▼

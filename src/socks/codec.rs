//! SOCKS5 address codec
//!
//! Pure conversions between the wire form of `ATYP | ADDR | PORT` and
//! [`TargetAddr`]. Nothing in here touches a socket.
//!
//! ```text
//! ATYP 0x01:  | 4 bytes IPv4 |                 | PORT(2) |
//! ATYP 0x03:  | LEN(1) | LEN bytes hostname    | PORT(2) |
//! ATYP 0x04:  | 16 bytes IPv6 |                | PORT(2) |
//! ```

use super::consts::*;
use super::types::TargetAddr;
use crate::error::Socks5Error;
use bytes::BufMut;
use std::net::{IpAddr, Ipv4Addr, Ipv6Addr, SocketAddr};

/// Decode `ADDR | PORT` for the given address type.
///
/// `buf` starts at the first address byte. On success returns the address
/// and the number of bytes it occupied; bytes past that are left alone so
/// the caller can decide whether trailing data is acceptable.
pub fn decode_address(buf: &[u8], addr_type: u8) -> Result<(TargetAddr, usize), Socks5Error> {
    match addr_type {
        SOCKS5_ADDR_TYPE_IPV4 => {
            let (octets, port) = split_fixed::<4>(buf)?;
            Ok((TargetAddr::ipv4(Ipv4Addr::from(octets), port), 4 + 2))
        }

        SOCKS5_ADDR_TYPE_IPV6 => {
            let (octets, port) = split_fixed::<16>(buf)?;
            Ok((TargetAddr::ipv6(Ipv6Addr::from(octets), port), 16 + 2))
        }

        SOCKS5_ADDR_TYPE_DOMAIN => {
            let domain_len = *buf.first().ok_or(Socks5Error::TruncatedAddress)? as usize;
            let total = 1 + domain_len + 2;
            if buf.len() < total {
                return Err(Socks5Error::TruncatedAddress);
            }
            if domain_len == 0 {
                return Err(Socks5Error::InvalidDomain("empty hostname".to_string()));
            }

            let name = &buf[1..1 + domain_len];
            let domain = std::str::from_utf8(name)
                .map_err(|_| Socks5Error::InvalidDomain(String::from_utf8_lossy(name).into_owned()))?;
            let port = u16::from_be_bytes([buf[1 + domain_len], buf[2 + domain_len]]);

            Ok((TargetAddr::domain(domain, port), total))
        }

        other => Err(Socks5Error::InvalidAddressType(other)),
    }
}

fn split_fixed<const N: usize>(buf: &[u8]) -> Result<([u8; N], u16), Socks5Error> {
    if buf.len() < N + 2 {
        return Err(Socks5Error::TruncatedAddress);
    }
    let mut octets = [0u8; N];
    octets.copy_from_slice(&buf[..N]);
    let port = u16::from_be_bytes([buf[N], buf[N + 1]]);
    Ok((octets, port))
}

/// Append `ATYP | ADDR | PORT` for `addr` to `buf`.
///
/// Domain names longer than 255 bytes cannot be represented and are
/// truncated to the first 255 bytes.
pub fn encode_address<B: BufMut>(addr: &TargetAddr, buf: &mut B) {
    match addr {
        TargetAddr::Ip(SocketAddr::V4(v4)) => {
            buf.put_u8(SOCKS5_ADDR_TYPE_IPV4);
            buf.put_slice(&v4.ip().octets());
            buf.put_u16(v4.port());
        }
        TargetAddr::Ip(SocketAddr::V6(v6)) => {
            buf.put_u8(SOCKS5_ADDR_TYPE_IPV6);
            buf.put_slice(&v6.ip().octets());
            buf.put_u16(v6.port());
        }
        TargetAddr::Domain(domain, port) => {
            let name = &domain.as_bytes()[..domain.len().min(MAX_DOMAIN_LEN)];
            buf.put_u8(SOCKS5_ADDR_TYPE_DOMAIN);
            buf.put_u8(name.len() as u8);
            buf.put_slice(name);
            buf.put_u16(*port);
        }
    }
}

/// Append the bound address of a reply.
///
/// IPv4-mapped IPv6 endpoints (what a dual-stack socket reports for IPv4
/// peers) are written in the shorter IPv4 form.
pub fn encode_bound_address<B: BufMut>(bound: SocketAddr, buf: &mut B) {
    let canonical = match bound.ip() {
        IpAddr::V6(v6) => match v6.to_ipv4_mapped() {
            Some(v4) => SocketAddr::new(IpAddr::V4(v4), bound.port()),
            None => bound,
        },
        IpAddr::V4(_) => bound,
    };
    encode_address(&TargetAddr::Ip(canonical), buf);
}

▲
▼

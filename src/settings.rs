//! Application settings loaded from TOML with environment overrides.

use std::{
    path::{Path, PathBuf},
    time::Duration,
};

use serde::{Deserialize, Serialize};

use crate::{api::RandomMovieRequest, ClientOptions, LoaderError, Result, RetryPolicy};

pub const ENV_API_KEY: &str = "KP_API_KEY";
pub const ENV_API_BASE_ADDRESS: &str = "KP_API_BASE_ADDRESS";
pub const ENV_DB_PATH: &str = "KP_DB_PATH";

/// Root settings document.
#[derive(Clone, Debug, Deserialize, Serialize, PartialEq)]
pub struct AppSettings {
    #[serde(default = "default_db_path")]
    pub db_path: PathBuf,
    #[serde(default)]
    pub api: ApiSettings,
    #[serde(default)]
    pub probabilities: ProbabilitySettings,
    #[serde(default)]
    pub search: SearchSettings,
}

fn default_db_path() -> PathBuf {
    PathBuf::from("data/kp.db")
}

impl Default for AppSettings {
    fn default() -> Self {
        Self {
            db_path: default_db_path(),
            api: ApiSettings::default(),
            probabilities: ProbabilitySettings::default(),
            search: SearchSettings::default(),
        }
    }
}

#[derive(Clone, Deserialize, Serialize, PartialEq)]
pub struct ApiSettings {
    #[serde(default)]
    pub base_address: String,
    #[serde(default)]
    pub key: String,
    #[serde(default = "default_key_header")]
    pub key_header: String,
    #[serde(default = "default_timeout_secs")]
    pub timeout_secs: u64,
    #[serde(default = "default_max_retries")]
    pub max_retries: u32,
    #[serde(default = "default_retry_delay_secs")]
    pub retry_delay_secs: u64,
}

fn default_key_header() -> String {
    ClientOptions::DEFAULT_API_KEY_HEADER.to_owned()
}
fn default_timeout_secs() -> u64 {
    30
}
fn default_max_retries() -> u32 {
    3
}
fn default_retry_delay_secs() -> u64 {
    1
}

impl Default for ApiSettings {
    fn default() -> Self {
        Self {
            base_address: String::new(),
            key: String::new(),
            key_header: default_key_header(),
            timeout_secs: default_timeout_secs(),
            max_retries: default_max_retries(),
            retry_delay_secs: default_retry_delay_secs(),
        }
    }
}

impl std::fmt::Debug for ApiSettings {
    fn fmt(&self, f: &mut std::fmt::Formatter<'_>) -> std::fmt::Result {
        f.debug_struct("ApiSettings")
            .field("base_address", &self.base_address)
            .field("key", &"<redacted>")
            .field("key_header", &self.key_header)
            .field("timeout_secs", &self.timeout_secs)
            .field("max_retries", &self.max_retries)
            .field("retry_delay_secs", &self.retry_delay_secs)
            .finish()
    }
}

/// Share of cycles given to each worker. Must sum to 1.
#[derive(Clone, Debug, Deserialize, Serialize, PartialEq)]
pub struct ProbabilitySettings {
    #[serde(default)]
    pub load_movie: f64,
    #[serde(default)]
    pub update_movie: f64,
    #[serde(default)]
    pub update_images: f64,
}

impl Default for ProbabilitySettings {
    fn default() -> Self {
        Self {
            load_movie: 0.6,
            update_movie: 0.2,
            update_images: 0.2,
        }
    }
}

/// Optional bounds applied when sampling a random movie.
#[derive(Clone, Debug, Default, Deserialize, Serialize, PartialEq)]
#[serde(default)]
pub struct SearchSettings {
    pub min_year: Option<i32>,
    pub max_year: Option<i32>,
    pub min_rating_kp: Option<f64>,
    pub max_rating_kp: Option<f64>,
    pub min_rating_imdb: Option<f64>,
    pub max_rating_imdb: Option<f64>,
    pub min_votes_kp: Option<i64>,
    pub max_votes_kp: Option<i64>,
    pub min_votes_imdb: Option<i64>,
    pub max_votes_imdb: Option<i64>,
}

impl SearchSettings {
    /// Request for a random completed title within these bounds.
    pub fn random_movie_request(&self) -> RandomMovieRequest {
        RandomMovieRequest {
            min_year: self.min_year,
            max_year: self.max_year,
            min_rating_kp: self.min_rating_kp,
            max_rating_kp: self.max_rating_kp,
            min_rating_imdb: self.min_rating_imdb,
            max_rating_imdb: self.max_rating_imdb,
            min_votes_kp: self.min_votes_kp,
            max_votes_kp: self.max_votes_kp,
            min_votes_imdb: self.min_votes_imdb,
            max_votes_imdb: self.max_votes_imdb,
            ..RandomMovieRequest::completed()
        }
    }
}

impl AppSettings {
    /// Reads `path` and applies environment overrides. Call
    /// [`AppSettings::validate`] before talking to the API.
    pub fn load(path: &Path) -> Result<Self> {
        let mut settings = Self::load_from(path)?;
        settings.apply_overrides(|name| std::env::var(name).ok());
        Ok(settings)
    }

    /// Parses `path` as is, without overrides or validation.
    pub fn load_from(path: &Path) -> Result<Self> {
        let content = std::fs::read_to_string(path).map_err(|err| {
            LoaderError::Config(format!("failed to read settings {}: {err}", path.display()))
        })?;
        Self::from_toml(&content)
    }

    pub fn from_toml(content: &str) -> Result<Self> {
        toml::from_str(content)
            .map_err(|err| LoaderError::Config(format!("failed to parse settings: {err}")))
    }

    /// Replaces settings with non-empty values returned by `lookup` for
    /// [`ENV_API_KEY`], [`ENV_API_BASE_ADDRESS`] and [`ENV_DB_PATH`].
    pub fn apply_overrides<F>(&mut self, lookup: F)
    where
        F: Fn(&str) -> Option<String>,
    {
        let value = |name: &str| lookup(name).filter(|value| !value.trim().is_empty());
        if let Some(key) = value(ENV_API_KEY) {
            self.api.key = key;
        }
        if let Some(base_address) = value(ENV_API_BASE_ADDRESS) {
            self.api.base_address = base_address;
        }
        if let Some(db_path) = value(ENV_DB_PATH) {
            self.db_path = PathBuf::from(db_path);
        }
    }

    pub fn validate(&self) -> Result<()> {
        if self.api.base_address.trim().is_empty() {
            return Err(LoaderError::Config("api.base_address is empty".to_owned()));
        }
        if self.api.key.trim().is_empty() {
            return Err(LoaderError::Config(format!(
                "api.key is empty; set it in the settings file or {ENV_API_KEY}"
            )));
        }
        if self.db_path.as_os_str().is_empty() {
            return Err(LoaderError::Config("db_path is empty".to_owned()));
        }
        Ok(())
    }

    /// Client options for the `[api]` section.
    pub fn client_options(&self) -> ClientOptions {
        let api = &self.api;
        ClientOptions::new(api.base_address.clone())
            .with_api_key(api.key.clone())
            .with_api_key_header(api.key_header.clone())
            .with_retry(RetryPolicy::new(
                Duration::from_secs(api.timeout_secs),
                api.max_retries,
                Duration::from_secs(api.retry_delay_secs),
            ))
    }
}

▲
▼

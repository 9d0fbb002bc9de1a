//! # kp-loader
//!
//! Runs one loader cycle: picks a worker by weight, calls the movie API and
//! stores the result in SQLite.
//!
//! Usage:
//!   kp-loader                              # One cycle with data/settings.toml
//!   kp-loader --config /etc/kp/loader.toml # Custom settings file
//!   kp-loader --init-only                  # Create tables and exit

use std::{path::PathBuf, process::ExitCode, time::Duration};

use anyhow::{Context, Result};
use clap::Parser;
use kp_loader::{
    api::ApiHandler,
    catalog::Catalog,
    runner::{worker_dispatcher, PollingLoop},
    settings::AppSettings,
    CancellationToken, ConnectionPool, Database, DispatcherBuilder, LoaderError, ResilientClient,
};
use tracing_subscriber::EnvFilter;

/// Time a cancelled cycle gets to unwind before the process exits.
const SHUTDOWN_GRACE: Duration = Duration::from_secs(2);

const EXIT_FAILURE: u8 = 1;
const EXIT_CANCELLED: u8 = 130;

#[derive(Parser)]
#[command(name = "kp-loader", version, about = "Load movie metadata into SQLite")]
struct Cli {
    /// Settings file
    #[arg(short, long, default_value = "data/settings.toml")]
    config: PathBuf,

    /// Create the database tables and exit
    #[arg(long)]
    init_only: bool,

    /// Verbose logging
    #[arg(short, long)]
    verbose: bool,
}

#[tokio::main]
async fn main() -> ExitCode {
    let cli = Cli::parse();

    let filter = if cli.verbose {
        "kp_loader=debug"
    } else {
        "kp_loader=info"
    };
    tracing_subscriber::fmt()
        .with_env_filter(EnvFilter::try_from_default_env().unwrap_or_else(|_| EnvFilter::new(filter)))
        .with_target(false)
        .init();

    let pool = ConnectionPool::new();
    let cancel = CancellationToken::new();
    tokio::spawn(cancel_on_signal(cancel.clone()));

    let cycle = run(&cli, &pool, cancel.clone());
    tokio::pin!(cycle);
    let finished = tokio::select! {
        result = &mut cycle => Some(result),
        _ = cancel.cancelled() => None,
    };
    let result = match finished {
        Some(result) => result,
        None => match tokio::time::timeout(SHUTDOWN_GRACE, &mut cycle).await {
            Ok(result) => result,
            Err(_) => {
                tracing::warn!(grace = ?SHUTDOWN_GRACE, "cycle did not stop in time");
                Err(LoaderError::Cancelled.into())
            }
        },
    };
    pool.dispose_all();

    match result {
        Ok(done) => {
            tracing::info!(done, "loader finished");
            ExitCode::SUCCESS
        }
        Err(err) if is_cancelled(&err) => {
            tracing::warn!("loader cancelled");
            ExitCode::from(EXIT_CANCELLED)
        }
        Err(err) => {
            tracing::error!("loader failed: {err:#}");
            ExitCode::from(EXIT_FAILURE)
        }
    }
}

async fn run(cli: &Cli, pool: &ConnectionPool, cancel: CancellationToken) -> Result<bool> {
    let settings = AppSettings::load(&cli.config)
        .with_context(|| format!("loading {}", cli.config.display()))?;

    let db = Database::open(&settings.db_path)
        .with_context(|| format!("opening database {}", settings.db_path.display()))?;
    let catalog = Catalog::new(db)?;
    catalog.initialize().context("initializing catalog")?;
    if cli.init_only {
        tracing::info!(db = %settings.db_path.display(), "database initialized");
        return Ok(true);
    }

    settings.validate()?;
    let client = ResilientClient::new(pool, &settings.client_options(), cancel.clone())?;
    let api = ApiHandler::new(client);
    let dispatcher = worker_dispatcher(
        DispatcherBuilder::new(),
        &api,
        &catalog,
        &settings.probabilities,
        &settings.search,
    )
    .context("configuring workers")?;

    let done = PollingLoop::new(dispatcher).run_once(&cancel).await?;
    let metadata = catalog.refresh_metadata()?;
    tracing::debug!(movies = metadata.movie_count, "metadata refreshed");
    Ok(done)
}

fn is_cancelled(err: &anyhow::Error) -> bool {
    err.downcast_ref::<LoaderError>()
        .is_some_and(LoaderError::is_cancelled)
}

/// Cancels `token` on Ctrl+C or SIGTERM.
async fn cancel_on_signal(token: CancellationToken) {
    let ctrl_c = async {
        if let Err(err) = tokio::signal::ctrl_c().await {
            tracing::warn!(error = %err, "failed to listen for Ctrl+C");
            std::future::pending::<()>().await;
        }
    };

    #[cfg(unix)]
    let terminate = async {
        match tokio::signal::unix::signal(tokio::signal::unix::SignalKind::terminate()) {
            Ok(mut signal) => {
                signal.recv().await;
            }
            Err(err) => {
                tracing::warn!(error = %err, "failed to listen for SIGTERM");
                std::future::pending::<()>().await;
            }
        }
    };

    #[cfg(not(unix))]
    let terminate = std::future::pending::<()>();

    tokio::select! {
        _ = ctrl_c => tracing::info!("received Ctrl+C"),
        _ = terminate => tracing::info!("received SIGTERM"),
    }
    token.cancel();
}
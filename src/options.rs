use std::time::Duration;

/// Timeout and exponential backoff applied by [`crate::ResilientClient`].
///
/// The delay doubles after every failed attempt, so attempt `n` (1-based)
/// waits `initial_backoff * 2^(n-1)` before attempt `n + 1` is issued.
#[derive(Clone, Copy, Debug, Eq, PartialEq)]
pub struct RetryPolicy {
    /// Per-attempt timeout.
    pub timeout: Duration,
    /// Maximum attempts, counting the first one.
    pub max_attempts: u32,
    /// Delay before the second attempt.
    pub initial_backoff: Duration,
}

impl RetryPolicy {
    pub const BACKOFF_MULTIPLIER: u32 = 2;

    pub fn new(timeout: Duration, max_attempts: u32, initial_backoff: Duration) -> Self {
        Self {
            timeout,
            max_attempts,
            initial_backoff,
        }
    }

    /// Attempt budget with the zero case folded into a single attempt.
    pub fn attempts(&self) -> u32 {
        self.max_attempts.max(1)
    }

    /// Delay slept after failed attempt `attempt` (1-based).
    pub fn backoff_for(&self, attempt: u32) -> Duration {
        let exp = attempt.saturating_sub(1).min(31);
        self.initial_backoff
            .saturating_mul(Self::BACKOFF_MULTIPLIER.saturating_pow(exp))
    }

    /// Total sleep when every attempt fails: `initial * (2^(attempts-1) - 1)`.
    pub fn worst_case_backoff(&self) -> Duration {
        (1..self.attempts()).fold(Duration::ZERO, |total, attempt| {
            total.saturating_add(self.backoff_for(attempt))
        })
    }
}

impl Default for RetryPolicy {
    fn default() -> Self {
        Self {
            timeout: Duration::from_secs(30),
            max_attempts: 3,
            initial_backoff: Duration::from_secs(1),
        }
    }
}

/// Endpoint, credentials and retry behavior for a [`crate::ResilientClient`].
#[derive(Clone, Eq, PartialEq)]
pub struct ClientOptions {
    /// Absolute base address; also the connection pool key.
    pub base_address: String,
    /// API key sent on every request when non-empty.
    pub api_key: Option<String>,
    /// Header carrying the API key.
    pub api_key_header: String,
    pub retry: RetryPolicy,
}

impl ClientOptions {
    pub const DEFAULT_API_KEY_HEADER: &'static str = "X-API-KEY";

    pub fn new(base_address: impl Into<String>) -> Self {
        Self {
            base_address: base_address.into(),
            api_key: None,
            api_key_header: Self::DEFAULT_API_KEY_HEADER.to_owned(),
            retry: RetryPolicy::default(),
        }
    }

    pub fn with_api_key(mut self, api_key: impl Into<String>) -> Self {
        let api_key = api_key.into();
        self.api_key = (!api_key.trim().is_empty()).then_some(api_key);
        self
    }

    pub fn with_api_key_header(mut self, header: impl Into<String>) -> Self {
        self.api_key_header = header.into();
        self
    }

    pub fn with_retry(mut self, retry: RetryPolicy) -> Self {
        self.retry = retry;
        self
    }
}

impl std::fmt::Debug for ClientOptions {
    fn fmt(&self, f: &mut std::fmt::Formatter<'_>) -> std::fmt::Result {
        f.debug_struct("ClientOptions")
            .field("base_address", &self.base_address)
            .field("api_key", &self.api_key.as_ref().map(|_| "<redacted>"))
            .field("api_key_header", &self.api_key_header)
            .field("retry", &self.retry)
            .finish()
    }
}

▲

• _AIM OF THE TASK_
A single number is required: the count of lines in the records that include the string "field".

• _TASK RESPONSE_
10